Mutfaklarımızda her gün tükettiğimiz ve sık kullandığımız belli başlı besinler ve baharatlar bulunuyor. Herkesin sofraya oturduğunda ilk elinin gittiği o besin kaynağı ise vücudumuzu içten içe çürütüyor. İşte her yemekte kullandığımız, bir türlü bırakamadığımız o zararlı besin ve vücudumuz üzerindeki etkiler.
Tuz, mutfaklarımızda sıkça kullandığımız bir bileşen olarak öne çıkıyor ve yiyeceklere lezzet katıyor. Aşırı miktarda tüketildiğinde veya sağlıksız olan türleri tercih edildiğinde sağlık üzerinde olumsuz etkiler bırakan tuz ömrümüzden de çalıyor. İşte tuzun zararları ve sağlık üzerindeki etkileri.
Tuz, vücuttaki sodyum seviyelerini artırabiliyor. Aşırı sodyum tüketimi, yüksek kan basıncına (hipertansiyon) neden oluyor. Özellikle uzmanların sık sık tansiyon hastalarını 'tuzdan uzak durun' diye uyarmasının sebebini bu gerekçe oluşturuyor. Yüksek tansiyon, kalp hastalığı, felç ve böbrek hastalığı gibi ciddi sağlık sorunlarına yol açabilen tuz, bu tip kronik hastalar tarafından tüketilmesi son derece toksik görülen besinlerin başında geliyor.

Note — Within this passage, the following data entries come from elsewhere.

//! Plain-text backend.
//!
//! Headings are underlined, paragraphs separated by blank lines. Tables are
//! buffered until they close so every column can be padded to its widest
//! cell.

use std::io::{self, Write};

use super::{DocumentSink, SectionLevel};

const COLUMN_SEPARATOR: &str = " | ";
/// Joins paragraphs that share one table cell.
const CELL_PARAGRAPH_SEPARATOR: &str = " / ";

#[derive(Debug, Default)]
struct TableBuffer {
    rows: Vec<Vec<String>>,
    /// Number of leading rows made of header cells.
    header_rows: usize,
    cell: Option<String>,
}

/// Writes human-readable plain text.
pub struct TextSink<W: Write> {
    writer: W,
    inline: String,
    table: Option<TableBuffer>,
}

impl<W: Write> TextSink<W> {
    #[must_use]
    pub fn new(writer: W) -> Self {
        Self {
            writer,
            inline: String::new(),
            table: None,
        }
    }

    /// Recover the underlying writer.
    #[must_use]
    pub fn into_inner(self) -> W {
        self.writer
    }

    /// Destination of inline text: the open cell if any, else the block buffer.
    fn target(&mut self) -> &mut String {
        match self.table.as_mut().and_then(|t| t.cell.as_mut()) {
            Some(cell) => cell,
            None => &mut self.inline,
        }
    }

    fn write_table(&mut self, table: &TableBuffer) -> io::Result<()> {
        let columns = table.rows.iter().map(Vec::len).max().unwrap_or(0);
        let mut widths = vec![0_usize; columns];
        for row in &table.rows {
            for (width, cell) in widths.iter_mut().zip(row) {
                *width = (*width).max(cell.chars().count());
            }
        }

        for (index, row) in table.rows.iter().enumerate() {
            let cells: Vec<String> = widths
                .iter()
                .enumerate()
                .map(|(column, &width)| {
                    let cell = row.get(column).map_or("", String::as_str);
                    format!("{cell:<width$}")
                })
                .collect();
            writeln!(self.writer, "{}", cells.join(COLUMN_SEPARATOR).trim_end())?;

            if index + 1 == table.header_rows {
                let rule: Vec<String> = widths.iter().map(|w| "-".repeat(*w)).collect();
                writeln!(self.writer, "{}", rule.join("-+-"))?;
            }
        }
        writeln!(self.writer)
    }
}

/// Collapse every whitespace run into one space. Cells and headings are
/// single-line; edges are kept so adjacent fragments stay separated.
fn flatten(text: &str) -> String {
    let mut flattened = String::with_capacity(text.len());
    let mut in_space = false;
    for c in text.chars() {
        if c.is_whitespace() {
            if !in_space {
                flattened.push(' ');
            }
            in_space = true;
        } else {
            flattened.push(c);
            in_space = false;
        }
    }
    flattened
}

fn underline(level: SectionLevel) -> char {
    match level {
        SectionLevel::One => '=',
        SectionLevel::Two => '-',
        SectionLevel::Three => '~',
    }
}

impl<W: Write> DocumentSink for TextSink<W> {
    fn start_document(&mut self, _title: &str) -> io::Result<()> {
        Ok(())
    }

    fn end_document(&mut self) -> io::Result<()> {
        self.writer.flush()
    }

    fn start_section(&mut self, _level: SectionLevel) -> io::Result<()> {
        Ok(())
    }

    fn end_section(&mut self, _level: SectionLevel) -> io::Result<()> {
        Ok(())
    }

    fn start_heading(&mut self, _level: SectionLevel) -> io::Result<()> {
        self.inline.clear();
        Ok(())
    }

    fn end_heading(&mut self, level: SectionLevel) -> io::Result<()> {
        let title = std::mem::take(&mut self.inline);
        let rule: String = std::iter::repeat_n(underline(level), title.chars().count()).collect();
        writeln!(self.writer, "{title}")?;
        writeln!(self.writer, "{rule}")?;
        writeln!(self.writer)
    }

    fn start_paragraph(&mut self) -> io::Result<()> {
        if let Some(cell) = self.table.as_mut().and_then(|t| t.cell.as_mut())
            && !cell.is_empty()
        {
            cell.push_str(CELL_PARAGRAPH_SEPARATOR);
        }
        Ok(())
    }

    fn end_paragraph(&mut self) -> io::Result<()> {
        if self.table.as_ref().is_some_and(|t| t.cell.is_some()) {
            return Ok(());
        }
        let paragraph = std::mem::take(&mut self.inline);
        writeln!(self.writer, "{paragraph}")?;
        writeln!(self.writer)
    }

    fn text(&mut self, text: &str) -> io::Result<()> {
        let flattened = flatten(text);
        self.target().push_str(&flattened);
        Ok(())
    }

    fn emphasis(&mut self, text: &str) -> io::Result<()> {
        self.text(text)
    }

    fn link(&mut self, _target: &str, text: &str) -> io::Result<()> {
        self.text(text)
    }

    fn anchor(&mut self, _name: &str) -> io::Result<()> {
        Ok(())
    }

    fn start_table(&mut self) -> io::Result<()> {
        self.table = Some(TableBuffer::default());
        Ok(())
    }

    fn end_table(&mut self) -> io::Result<()> {
        match self.table.take() {
            Some(table) => self.write_table(&table),
            None => Ok(()),
        }
    }

    fn start_row(&mut self) -> io::Result<()> {
        if let Some(table) = self.table.as_mut() {
            table.rows.push(Vec::new());
        }
        Ok(())
    }

    fn end_row(&mut self) -> io::Result<()> {
        Ok(())
    }

    fn start_header_cell(&mut self) -> io::Result<()> {
        if let Some(table) = self.table.as_mut() {
            // Only rows that start before any data row count as header rows.
            if table.rows.len() == table.header_rows + 1
                && table.rows.last().is_some_and(Vec::is_empty)
            {
                table.header_rows += 1;
            }
            table.cell = Some(String::new());
        }
        Ok(())
    }

    fn end_header_cell(&mut self) -> io::Result<()> {
        self.end_cell()
    }

    fn start_cell(&mut self) -> io::Result<()> {
        if let Some(table) = self.table.as_mut() {
            table.cell = Some(String::new());
        }
        Ok(())
    }

    fn end_cell(&mut self) -> io::Result<()> {
        if let Some(table) = self.table.as_mut()
            && let Some(cell) = table.cell.take()
        {
            match table.rows.last_mut() {
                Some(row) => row.push(cell),
                None => table.rows.push(vec![cell]),
            }
        }
        Ok(())
    }
}

#[cfg(test)]
mod tests {
    use super::*;

    fn cells(sink: &mut TextSink<Vec<u8>>, header: bool, values: &[&str]) {
        sink.start_row().unwrap();
        for value in values {
            if header {
                sink.start_header_cell().unwrap();
            } else {
                sink.start_cell().unwrap();
            }
            sink.text(value).unwrap();
            if header {
                sink.end_header_cell().unwrap();
            } else {
                sink.end_cell().unwrap();
            }
        }
        sink.end_row().unwrap();
    }

    #[test]
    fn test_heading_is_underlined() {
        let mut sink = TextSink::new(Vec::new());
        sink.start_heading(SectionLevel::One).unwrap();
        sink.text("Summary").unwrap();
        sink.end_heading(SectionLevel::One).unwrap();

        let out = String::from_utf8(sink.into_inner()).unwrap();
        assert_eq!(out, "Summary\n=======\n\n");
    }

    #[test]
    fn test_table_columns_are_aligned() {
        let mut sink = TextSink::new(Vec::new());
        sink.start_table().unwrap();
        cells(&mut sink, true, &["Rule Name", "Line"]);
        cells(&mut sink, false, &["EmptyCatchBlock", "22"]);
        cells(&mut sink, false, &["X", "1"]);
        sink.end_table().unwrap();

        let out = String::from_utf8(sink.into_inner()).unwrap();
        let lines: Vec<&str> = out.lines().collect();
        assert_eq!(lines[0], "Rule Name       | Line");
        assert_eq!(lines[1], "----------------+-----");
        assert_eq!(lines[2], "EmptyCatchBlock | 22");
        assert_eq!(lines[3], "X               | 1");
    }

    #[test]
    fn test_paragraphs_inside_cell_are_joined() {
        let mut sink = TextSink::new(Vec::new());
        sink.start_table().unwrap();
        sink.start_row().unwrap();
        sink.start_cell().unwrap();
        sink.start_paragraph().unwrap();
        sink.emphasis("def x = 1").unwrap();
        sink.end_paragraph().unwrap();
        sink.start_paragraph().unwrap();
        sink.text("Variable x\nis unused").unwrap();
        sink.end_paragraph().unwrap();
        sink.end_cell().unwrap();
        sink.end_row().unwrap();
        sink.end_table().unwrap();

        let out = String::from_utf8(sink.into_inner()).unwrap();
        assert_eq!(out.lines().next(), Some("def x = 1 / Variable x is unused"));
    }

    #[test]
    fn test_inline_fragments_keep_separating_spaces() {
        let mut sink = TextSink::new(Vec::new());
        sink.start_paragraph().unwrap();
        sink.text("Report time").unwrap();
        sink.text(":  ").unwrap();
        sink.emphasis("Mar 1,\n2024").unwrap();
        sink.end_paragraph().unwrap();

        let out = String::from_utf8(sink.into_inner()).unwrap();
        assert_eq!(out, "Report time: Mar 1, 2024\n\n");
    }

    #[test]
    fn test_header_only_table() {
        let mut sink = TextSink::new(Vec::new());
        sink.start_table().unwrap();
        cells(&mut sink, true, &["Package", "Total"]);
        sink.end_table().unwrap();

        let out = String::from_utf8(sink.into_inner()).unwrap();
        assert_eq!(out, "Package | Total\n--------+------\n\n");
    }
}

Aşırı tuz tüketimi, kalp sağlığını da olumsuz etkileyebiliyor. Yüksek tansiyon, kalp krizi, kalp yetmezliği ve diğer kalp hastalıklarının riskini artıran tuz, vücudun yavaş yavaş kendini imha etmesini sağlıyor demek de yanlış bir söylem olmuyor.
Yüksek miktarda tuz tüketimi, böbreklerin işlevini bozarak böbrek yetmezliği riskini artırabiliyor. Özellikle suyu ve ödemi tutan böbrekler, tuza bağlı olarak çok daha fazla yorulup su toplayabiliyor. Böbrekler, vücuttaki fazla sodyumu ve suyu filtreleyerek atmakla görevli oldukları için aşırı tuz tüketiminde bu organın işlevi bozuluyor ve bu kez hem su hem de tuz böbreklerde birikmeye başlıyor.

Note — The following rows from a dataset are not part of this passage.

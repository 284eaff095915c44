//! Error types for report parsing and rendering.

use std::io;
use std::path::PathBuf;

use thiserror::Error;

/// Failure to turn a report document into an [`Analysis`](crate::Analysis).
///
/// One error type covers every cause so callers can branch on "parsing
/// failed" without depending on transport or XML reader specifics; the
/// underlying error stays reachable through [`std::error::Error::source`].
#[derive(Debug, Error)]
#[non_exhaustive]
pub enum ReportParseError {
    /// The report could not be opened or read.
    #[error("Failed to read report: {source}")]
    Io {
        #[source]
        source: io::Error,
    },

    /// The document is not well-formed XML.
    #[error("Malformed report XML at byte {position}: {source}")]
    Xml {
        /// Byte offset reported by the reader.
        position: u64,
        #[source]
        source: quick_xml::Error,
    },

    /// No `CodeNarc` root element, or a different root element.
    #[error("Missing CodeNarc root element{}", found_suffix(.found.as_deref()))]
    MissingRoot {
        /// Name of the root element actually found, if any.
        found: Option<String>,
    },

    /// An element that is unknown or not allowed at its position.
    #[error("Unexpected element <{element}> inside <{parent}>")]
    UnexpectedElement { element: String, parent: String },

    /// A required attribute is absent or blank.
    #[error("Element <{element}> is missing required attribute '{attribute}'")]
    MissingAttribute {
        element: &'static str,
        attribute: &'static str,
    },

    /// A violation priority outside the recognized levels.
    #[error("Unrecognized priority '{value}' for rule {rule}; expected 1, 2 or 3")]
    InvalidPriority { rule: String, value: String },

    /// The same package appears twice within one source root.
    #[error("Duplicate package '{path}' in source root #{source_root}")]
    DuplicatePackage { path: String, source_root: usize },

    /// The document ended while elements were still open.
    #[error("Report ended unexpectedly; <{open}> was never closed")]
    Truncated { open: String },
}

fn found_suffix(found: Option<&str>) -> String {
    found.map_or_else(String::new, |name| format!(" (found <{name}>)"))
}

impl From<io::Error> for ReportParseError {
    fn from(source: io::Error) -> Self {
        Self::Io { source }
    }
}

/// Failure while emitting a report into a document sink.
///
/// Output already written is left as is; reconciling it is up to the sink's
/// owner.
#[derive(Debug, Error)]
#[error("Failed to render {section} section: {source}")]
pub struct ReportRenderError {
    /// Report section being emitted when the sink failed.
    pub section: &'static str,
    #[source]
    pub source: io::Error,
}

impl ReportRenderError {
    /// Adapter for `map_err` that tags a sink error with `section`.
    #[must_use]
    pub fn in_section(section: &'static str) -> impl FnOnce(io::Error) -> Self {
        move |source| Self { section, source }
    }
}

/// Failure to resolve the files an [`AnalysisScope`](crate::AnalysisScope) covers.
#[derive(Debug, Error)]
#[non_exhaustive]
pub enum ScopeError {
    /// An include or exclude pattern is not a valid glob.
    #[error("Invalid glob pattern '{pattern}': {source}")]
    InvalidPattern {
        pattern: String,
        #[source]
        source: glob::PatternError,
    },

    /// A source directory could not be traversed.
    #[error("Failed to traverse {}: {source}", .root.display())]
    Walk {
        root: PathBuf,
        #[source]
        source: walkdir::Error,
    },
}

/// Either stage of the parse-then-render pipeline failed.
#[derive(Debug, Error)]
pub enum ReportError {
    #[error(transparent)]
    Parse(#[from] ReportParseError),
    #[error(transparent)]
    Render(#[from] ReportRenderError),
}

#[cfg(test)]
mod tests {
    use super::*;
    use std::error::Error as _;

    #[test]
    fn test_missing_root_message() {
        let err = ReportParseError::MissingRoot { found: None };
        assert_eq!(err.to_string(), "Missing CodeNarc root element");

        let err = ReportParseError::MissingRoot {
            found: Some("Checkstyle".to_owned()),
        };
        assert!(err.to_string().contains("(found <Checkstyle>)"));
    }

    #[test]
    fn test_invalid_priority_message() {
        let err = ReportParseError::InvalidPriority {
            rule: "EmptyCatchBlock".to_owned(),
            value: "99".to_owned(),
        };
        let msg = err.to_string();
        assert!(msg.contains("'99'"));
        assert!(msg.contains("EmptyCatchBlock"));
    }

    #[test]
    fn test_io_error_is_wrapped() {
        let err = ReportParseError::from(io::Error::new(io::ErrorKind::NotFound, "gone"));
        assert!(matches!(err, ReportParseError::Io { .. }));
        assert!(err.source().is_some());
    }

    #[test]
    fn test_render_error_keeps_cause() {
        let err = ReportRenderError::in_section("summary")(io::Error::other("disk full"));
        assert!(err.to_string().contains("summary"));
        assert_eq!(err.source().map(ToString::to_string).as_deref(), Some("disk full"));

        let wrapped = ReportError::from(err);
        assert!(matches!(wrapped, ReportError::Render(_)));
    }

    #[test]
    fn test_invalid_pattern_message() {
        let source = glob::Pattern::new("src/a**").unwrap_err();
        let err = ScopeError::InvalidPattern {
            pattern: "src/a**".to_owned(),
            source,
        };
        assert!(err.to_string().starts_with("Invalid glob pattern 'src/a**'"));
    }
}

Aşırı tuz tüketimi, kemik sağlığını olumsuz etkiliyor. Özellikle büyüme çağındaki çocukların ve yaşlıların tuzdan uzak durması gerektiğinin altı bu nedene bağlı olarak sıklıkla çiziliyor. Çünkü yüksek sodyum seviyeleri, kalsiyum atılımını artırabiliyor ve kemik yoğunluğunu azaltıcı etki sağlıyor. Bu da osteoporoz riskini artırabiliyor.

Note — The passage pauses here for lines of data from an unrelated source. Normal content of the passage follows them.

//! In-memory model of a parsed `CodeNarc` report.
//!
//! The [`Analysis`] owns every package, file and violation. Aggregate counts
//! are never stored: they are recomputed from the leaf violations each time
//! they are requested, so they cannot drift from the data they summarize.

use std::fmt;
use std::iter::Sum;
use std::ops::{Add, AddAssign};

use serde::Serialize;

/// Violation priority. `High` is the most severe.
#[derive(Debug, Clone, Copy, PartialEq, Eq, PartialOrd, Ord, Hash, Serialize)]
pub enum Priority {
    High,
    Medium,
    Low,
}

impl Priority {
    /// All recognized priorities, most severe first.
    pub const ALL: [Self; 3] = [Self::High, Self::Medium, Self::Low];

    /// Map a numeric report level (`1..=3`) onto a priority.
    #[must_use]
    pub fn from_level(level: u8) -> Option<Self> {
        match level {
            1 => Some(Self::High),
            2 => Some(Self::Medium),
            3 => Some(Self::Low),
            _ => None,
        }
    }

    /// Numeric level as written in the report.
    #[must_use]
    pub fn level(self) -> u8 {
        match self {
            Self::High => 1,
            Self::Medium => 2,
            Self::Low => 3,
        }
    }
}

impl fmt::Display for Priority {
    fn fmt(&self, f: &mut fmt::Formatter<'_>) -> fmt::Result {
        write!(f, "{}", self.level())
    }
}

/// Number of violations at each priority.
#[derive(Debug, Clone, Copy, Default, PartialEq, Eq, Serialize)]
pub struct PriorityCounts {
    pub priority1: usize,
    pub priority2: usize,
    pub priority3: usize,
}

impl PriorityCounts {
    /// Count of violations at `priority`.
    #[must_use]
    pub fn get(&self, priority: Priority) -> usize {
        match priority {
            Priority::High => self.priority1,
            Priority::Medium => self.priority2,
            Priority::Low => self.priority3,
        }
    }

    /// Record one violation at `priority`.
    pub fn record(&mut self, priority: Priority) {
        match priority {
            Priority::High => self.priority1 += 1,
            Priority::Medium => self.priority2 += 1,
            Priority::Low => self.priority3 += 1,
        }
    }

    /// Total violations across all priorities.
    #[must_use]
    pub fn total(&self) -> usize {
        self.priority1 + self.priority2 + self.priority3
    }

    /// Number of violations at `threshold` or more severe.
    #[must_use]
    pub fn at_or_above(&self, threshold: Priority) -> usize {
        Priority::ALL
            .iter()
            .filter(|p| **p <= threshold)
            .map(|p| self.get(*p))
            .sum()
    }
}

impl Add for PriorityCounts {
    type Output = Self;

    fn add(self, rhs: Self) -> Self {
        Self {
            priority1: self.priority1 + rhs.priority1,
            priority2: self.priority2 + rhs.priority2,
            priority3: self.priority3 + rhs.priority3,
        }
    }
}

impl AddAssign for PriorityCounts {
    fn add_assign(&mut self, rhs: Self) {
        *self = *self + rhs;
    }
}

impl Sum for PriorityCounts {
    fn sum<I: Iterator<Item = Self>>(iter: I) -> Self {
        iter.fold(Self::default(), Add::add)
    }
}

/// A single rule violation.
#[derive(Debug, Clone, PartialEq, Eq, Serialize)]
pub struct Violation {
    /// Name of the violated rule. Never empty.
    pub rule_name: String,
    pub priority: Priority,
    /// 1-based line; `None` for file- or class-level violations.
    pub line_number: Option<u32>,
    /// Offending source line, when the report carries it.
    pub source_line: Option<String>,
    pub message: Option<String>,
}

/// Violations reported for one source file.
#[derive(Debug, Clone, PartialEq, Eq, Serialize)]
pub struct FileResult {
    /// File name relative to its package directory.
    pub name: String,
    pub violations: Vec<Violation>,
}

impl FileResult {
    #[must_use]
    pub fn new(name: impl Into<String>) -> Self {
        Self {
            name: name.into(),
            violations: Vec::new(),
        }
    }

    #[must_use]
    pub fn counts(&self) -> PriorityCounts {
        let mut counts = PriorityCounts::default();
        for violation in &self.violations {
            counts.record(violation.priority);
        }
        counts
    }

    #[must_use]
    pub fn has_violations(&self) -> bool {
        !self.violations.is_empty()
    }
}

/// Files of one package directory within a source root.
#[derive(Debug, Clone, PartialEq, Eq, Serialize)]
pub struct Package {
    /// Slash-separated path as written in the report; empty for the default package.
    pub path: String,
    /// Index of the source root this package was reported under.
    pub source_root: usize,
    pub files: Vec<FileResult>,
}

impl Package {
    #[must_use]
    pub fn new(path: impl Into<String>, source_root: usize) -> Self {
        Self {
            path: path.into(),
            source_root,
            files: Vec::new(),
        }
    }

    #[must_use]
    pub fn is_default(&self) -> bool {
        self.path.trim().is_empty()
    }

    /// Dotted package name (`com/example` becomes `com.example`).
    ///
    /// Returns `None` for the default package.
    #[must_use]
    pub fn name(&self) -> Option<String> {
        if self.is_default() {
            None
        } else {
            Some(self.path.replace('/', "."))
        }
    }

    /// Path of `file` relative to the source root.
    #[must_use]
    pub fn file_path(&self, file: &FileResult) -> String {
        if self.is_default() {
            file.name.clone()
        } else {
            format!("{}/{}", self.path, file.name)
        }
    }

    #[must_use]
    pub fn counts(&self) -> PriorityCounts {
        self.files.iter().map(FileResult::counts).sum()
    }

    #[must_use]
    pub fn files_with_violations(&self) -> usize {
        self.files.iter().filter(|f| f.has_violations()).count()
    }
}

/// Root of a parsed report.
#[derive(Debug, Clone, Default, PartialEq, Eq, Serialize)]
pub struct Analysis {
    /// Version of the tool that produced the report.
    pub tool_version: Option<String>,
    /// Report generation time, verbatim.
    pub timestamp: Option<String>,
    pub project_title: Option<String>,
    /// Source roots in the order the report lists them.
    pub source_directories: Vec<String>,
    /// Number of scanned files declared by the report summary.
    pub declared_total_files: Option<usize>,
    pub packages: Vec<Package>,
}

impl Analysis {
    #[must_use]
    pub fn counts(&self) -> PriorityCounts {
        self.packages.iter().map(Package::counts).sum()
    }

    #[must_use]
    pub fn total_violations(&self) -> usize {
        self.counts().total()
    }

    #[must_use]
    pub fn has_violations(&self) -> bool {
        self.files().any(|(_, file)| file.has_violations())
    }

    #[must_use]
    pub fn files_with_violations(&self) -> usize {
        self.packages.iter().map(Package::files_with_violations).sum()
    }

    /// Number of analyzed files.
    ///
    /// Clean files are usually left out of the report body, so the declared
    /// summary figure is preferred when it covers every listed file.
    #[must_use]
    pub fn total_files(&self) -> usize {
        let listed = self.files().count();
        self.declared_total_files
            .filter(|declared| *declared >= listed)
            .unwrap_or(listed)
    }

    /// Every file paired with its package, in document order.
    pub fn files(&self) -> impl Iterator<Item = (&Package, &FileResult)> {
        self.packages
            .iter()
            .flat_map(|package| package.files.iter().map(move |file| (package, file)))
    }

    /// Every violation, in document order.
    pub fn violations(&self) -> impl Iterator<Item = &Violation> {
        self.files().flat_map(|(_, file)| file.violations.iter())
    }

    /// Source directory named for `source_root`, if the report lists it.
    #[must_use]
    pub fn source_directory(&self, source_root: usize) -> Option<&str> {
        self.source_directories.get(source_root).map(String::as_str)
    }

    /// Packages grouped by source root, preserving document order.
    #[must_use]
    pub fn source_roots(&self) -> Vec<(usize, Vec<&Package>)> {
        let mut groups: Vec<(usize, Vec<&Package>)> = Vec::new();
        for package in &self.packages {
            if let Some((root, members)) = groups.last_mut()
                && *root == package.source_root
            {
                members.push(package);
                continue;
            }
            groups.push((package.source_root, vec![package]));
        }
        groups
    }
}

Aşırı tuz tüketimi, mide ve bağırsaklarda rahatsızlıklara neden olabiliyor. Özellikle tuzun sindirim sistemi üzerindeki tahriş edici etkileri, mide yanması, reflü ve irritabl bağırsak sendromu gibi sorunlara yol açabiliyor.
Aşırı tuz tüketimi, vücutta su tutulmasına ve ödem oluşmasına neden oluyor. Bu durum, el, ayak ve ayak bileklerinde şişmeye yol açabiliyor. Bu şişlikler yaşam kalitesini düşürerek uzuvları sağlıklı kullanmayı da engelliyor, vücudun da aynı zamanda ağırlaşmasına neden oluyor.
Tuzun zararlarından kaçınmak için, günlük tuz tüketimini kontrol altında tutmak önem taşıyor. Sağlıklı yetişkinlerin genellikle günde 2,3 gramdan fazla tuz tüketmemesi öneriliyor. Bunun için, işlenmiş gıdalardan ve fast food ürünlerinden uzak durmak, tuz eklemeyi azaltmak ve daha fazla taze, doğal gıda tüketmek gerekli görülüyor. Çeşitli sağlık sorunları olan bireylerin tuz tüketimini doktorlarına danışarak sınırlamaları da ayrıca önem taşıyor.
Tuz tüketimi, vücudun günlük gereksinimleri arasında yer alsa da tüketilen tuzun türü ve doğallığı da dikkat edilmesi gerekenler arasında yer alıyor. Kristal kaya tuzu, bu anlamda bir kurtarıcı görevi görüyor.